Navigation

DSA dynamic programming 12 min read

Dynamic Programming Exercises: Answer Sheet & Worked Solutions

This is the answer sheet for the dynamic programming exercises. Each solution gives the key idea, the optimal complexity, the code in all four languages (use the switcher), and a common pitfall. Try the problems first — then check your work here.

Q1. Min Cost Climbing Stairs

Idea: Let dp[i] be the minimum cost to reach stair i (the top is index n). To stand on i you arrived from i-1 or i-2, paying that stair’s cost: dp[i] = min(dp[i-1] + cost[i-1], dp[i-2] + cost[i-2]). Base cases dp[0] = dp[1] = 0 (free to start at either). Keep just two rolling variables.
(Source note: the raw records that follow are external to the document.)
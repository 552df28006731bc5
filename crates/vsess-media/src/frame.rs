//! Single frame extraction.

use std::path::Path;
use tracing::{debug, warn};

use vsess_models::encoding::FRAME_IMAGE_CODEC;
use vsess_models::seek_timestamp;

use crate::command::{FfmpegCommand, FfmpegRunner};
use crate::error::{MediaError, MediaResult};
use crate::filters::filter_select_frame;

/// Leading bytes of every PNG file.
const PNG_SIGNATURE: &[u8] = b"\x89PNG\r\n\x1a\n";

/// Extract frame `index` of a video as PNG bytes.
///
/// The fast path seeks by timestamp and decodes a single frame. If that
/// yields nothing (e.g. a seek past the last keyframe on a variable frame
/// rate stream) the frame is selected by its decoded number instead, which
/// reads the stream from the start.
pub async fn extract_frame(
    video_path: impl AsRef<Path>,
    index: u64,
    fps: f64,
    timeout_secs: u64,
) -> MediaResult<Vec<u8>> {
    let video_path = video_path.as_ref();

    if !video_path.exists() {
        return Err(MediaError::FileNotFound(video_path.to_path_buf()));
    }

    let runner = FfmpegRunner::new().with_timeout(timeout_secs);

    let seek_cmd = png_command(video_path).seek(seek_timestamp(index, fps)).single_frame();
    match runner.run_capture(&seek_cmd).await {
        Ok(bytes) if is_png(&bytes) => return Ok(bytes),
        Ok(_) => debug!("Seek produced no image for frame {}, selecting by number", index),
        Err(e @ (MediaError::Timeout(_) | MediaError::FfmpegNotFound)) => return Err(e),
        Err(e) => warn!("Seek extraction of frame {} failed, selecting by number: {}", index, e),
    }

    let select_cmd = png_command(video_path)
        .video_filter(filter_select_frame(index))
        .output_args(["-vsync", "0"])
        .single_frame();
    let bytes = runner.run_capture(&select_cmd).await?;

    if is_png(&bytes) {
        Ok(bytes)
    } else {
        Err(MediaError::NoFrame(index))
    }
}

fn png_command(video_path: &Path) -> FfmpegCommand {
    FfmpegCommand::to_stdout(video_path)
        .format("image2")
        .video_codec(FRAME_IMAGE_CODEC)
        .output_arg("-an")
}

fn is_png(bytes: &[u8]) -> bool {
    bytes.starts_with(PNG_SIGNATURE)
}
//! Derived artifact models.

use chrono::{DateTime, Utc};
use schemars::JsonSchema;
use serde::{Deserialize, Serialize};
use std::fmt;
use thiserror::Error;

use crate::asset::AssetId;
use crate::layout::OutputLayout;
use crate::rect::ClampedCrop;
use crate::utils::is_safe_file_name;

/// File extension of rendered artifacts.
pub const ARTIFACT_EXTENSION: &str = "mp4";

/// Suffix appended to every artifact name.
const ARTIFACT_SUFFIX: &str = "_converted.mp4";

/// Name under which an artifact is published and downloaded.
#[derive(Debug, Clone, PartialEq, Eq, Hash, Serialize, Deserialize, JsonSchema)]
#[serde(transparent)]
pub struct ArtifactName(String);

/// The string cannot name an artifact.
#[derive(Debug, Clone, PartialEq, Eq, Error)]
#[error("invalid artifact name")]
pub struct InvalidArtifactName;

impl ArtifactName {
    /// Generate a fresh name for an artifact derived from `source`.
    ///
    /// The random token keeps concurrent renders of the same asset apart.
    pub fn generate(source: &AssetId) -> Self {
        let token = rand::random::<u64>() & 0xffff_ffff_ffff;
        Self(format!("{}_{:012x}{}", source, token, ARTIFACT_SUFFIX))
    }

    /// Validate a client-supplied artifact name.
    pub fn parse(s: &str) -> Result<Self, InvalidArtifactName> {
        if is_safe_file_name(s) && s.ends_with(ARTIFACT_SUFFIX) {
            Ok(Self(s.to_string()))
        } else {
            Err(InvalidArtifactName)
        }
    }

    /// Get the inner string.
    pub fn as_str(&self) -> &str {
        &self.0
    }

    /// Whether this artifact was derived from `source`.
    pub fn belongs_to(&self, source: &AssetId) -> bool {
        self.0
            .strip_prefix(source.as_str())
            .is_some_and(|rest| rest.starts_with('_'))
    }
}

impl fmt::Display for ArtifactName {
    fn fmt(&self, f: &mut fmt::Formatter<'_>) -> fmt::Result {
        write!(f, "{}", self.0)
    }
}

/// A rendered output video.
///
/// Artifacts are immutable; rendering again creates a new artifact.
#[derive(Debug, Clone, PartialEq, Serialize, Deserialize, JsonSchema)]
pub struct DerivedArtifact {
    /// Published file name
    pub name: ArtifactName,

    /// Asset the artifact was rendered from
    pub source: AssetId,

    /// Crop applied to every source frame
    pub crop: ClampedCrop,

    /// Output layout
    pub layout: OutputLayout,

    /// Output width in pixels
    pub width: u32,

    /// Output height in pixels
    pub height: u32,

    /// Published size in bytes
    pub size_bytes: u64,

    /// Publication timestamp
    pub created_at: DateTime<Utc>,
}
//! Lenient numeric request parameters.
//!
//! Browser clients send numbers as JSON integers, as floats such as `10.0`,
//! or as strings. All three are accepted as long as the value is integral.

use serde::de::{self, Deserializer, Visitor};
use std::fmt;

/// Deserialize an optional integer, accepting integral floats and numeric strings.
///
/// Use with `#[serde(default, deserialize_with = "params::lenient_i64")]`.
pub fn lenient_i64<'de, D>(deserializer: D) -> Result<Option<i64>, D::Error>
where
    D: Deserializer<'de>,
{
    deserializer.deserialize_option(OptionalIntVisitor)
}

struct OptionalIntVisitor;

impl<'de> Visitor<'de> for OptionalIntVisitor {
    type Value = Option<i64>;

    fn expecting(&self, f: &mut fmt::Formatter) -> fmt::Result {
        f.write_str("an integer, an integral number, or a numeric string")
    }

    fn visit_none<E: de::Error>(self) -> Result<Self::Value, E> {
        Ok(None)
    }

    fn visit_unit<E: de::Error>(self) -> Result<Self::Value, E> {
        Ok(None)
    }

    fn visit_some<D: Deserializer<'de>>(self, deserializer: D) -> Result<Self::Value, D::Error> {
        deserializer.deserialize_any(IntVisitor).map(Some)
    }
}

struct IntVisitor;

impl<'de> Visitor<'de> for IntVisitor {
    type Value = i64;

    fn expecting(&self, f: &mut fmt::Formatter) -> fmt::Result {
        f.write_str("an integer, an integral number, or a numeric string")
    }

    fn visit_i64<E: de::Error>(self, v: i64) -> Result<i64, E> {
        Ok(v)
    }

    fn visit_u64<E: de::Error>(self, v: u64) -> Result<i64, E> {
        i64::try_from(v).map_err(|_| E::custom("integer out of range"))
    }

    fn visit_f64<E: de::Error>(self, v: f64) -> Result<i64, E> {
        integral_f64(v).ok_or_else(|| E::invalid_value(de::Unexpected::Float(v), &self))
    }

    fn visit_str<E: de::Error>(self, v: &str) -> Result<i64, E> {
        parse_integer(v).ok_or_else(|| E::invalid_value(de::Unexpected::Str(v), &self))
    }
}

/// Parse `"12"`, `" 12 "` or `"12.0"` as an integer.
pub fn parse_integer(s: &str) -> Option<i64> {
    let s = s.trim();
    s.parse::<i64>()
        .ok()
        .or_else(|| s.parse::<f64>().ok().and_then(integral_f64))
}

fn integral_f64(v: f64) -> Option<i64> {
    // i64::MAX as f64 rounds up to 2^63, which is out of range
    let in_range = v >= i64::MIN as f64 && v < i64::MAX as f64;
    (v.is_finite() && v.fract() == 0.0 && in_range).then_some(v as i64)
}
Complexity: O(n) time, O(1) space.

int minCostClimbingStairs(const std::vector<int>& cost) {
    int n = cost.size();
    int a = 0, b = 0;                       // dp[i-2], dp[i-1]
    for (int i = 2; i <= n; i++) {
        int cur = std::min(b + cost[i - 1], a + cost[i - 2]);
        a = b; b = cur;
    }
    return b;                               // dp[n]
}

int minCostClimbingStairs(int[] cost) {
    int n = cost.length;
    int a = 0, b = 0;                       // dp[i-2], dp[i-1]
    for (int i = 2; i <= n; i++) {
        int cur = Math.min(b + cost[i - 1], a + cost[i - 2]);
        a = b; b = cur;
    }
    return b;                               // dp[n]
}

function minCostClimbingStairs(cost) {
  const n = cost.length;
  let a = 0, b = 0;                         // dp[i-2], dp[i-1]
  for (let i = 2; i <= n; i++) {
    const cur = Math.min(b + cost[i - 1], a + cost[i - 2]);
    a = b; b = cur;
  }
  return b;                                 // dp[n]
}

def min_cost_climbing_stairs(cost):
    n = len(cost)
    a, b = 0, 0                             # dp[i-2], dp[i-1]
    for i in range(2, n + 1):
        cur = min(b + cost[i - 1], a + cost[i - 2])
        a, b = b, cur
    return b                                # dp[n]

Pitfall: The “top” is one step past the last stair (index n), not the last stair itself. Returning dp[n-1] stops one stair early.

Q2. House Robber

Idea: At each house decide: skip it (keep the best so far) or rob it (its value plus the best up to two houses back). dp[i] = max(dp[i-1], dp[i-2] + nums[i]). Two rolling variables suffice.

Complexity: O(n) time, O(1) space.

int rob(const std::vector<int>& nums) {
    int prev2 = 0, prev1 = 0;               // best up to i-2, i-1
    for (int x : nums) {
        int cur = std::max(prev1, prev2 + x);
        prev2 = prev1; prev1 = cur;
    }
    return prev1;
}

int rob(int[] nums) {
    int prev2 = 0, prev1 = 0;               // best up to i-2, i-1
    for (int x : nums) {
        int cur = Math.max(prev1, prev2 + x);
        prev2 = prev1; prev1 = cur;
    }
    return prev1;
}

function rob(nums) {
  let prev2 = 0, prev1 = 0;                 // best up to i-2, i-1
  for (const x of nums) {
    const cur = Math.max(prev1, prev2 + x);
    prev2 = prev1; prev1 = cur;
  }
  return prev1;
}

def rob(nums):
    prev2, prev1 = 0, 0                     # best up to i-2, i-1
    for x in nums:
        cur = max(prev1, prev2 + x)
        prev2, prev1 = prev1, cur
    return prev1

Pitfall: Updating prev2 and prev1 in the wrong order corrupts the state. Compute cur first, then shift.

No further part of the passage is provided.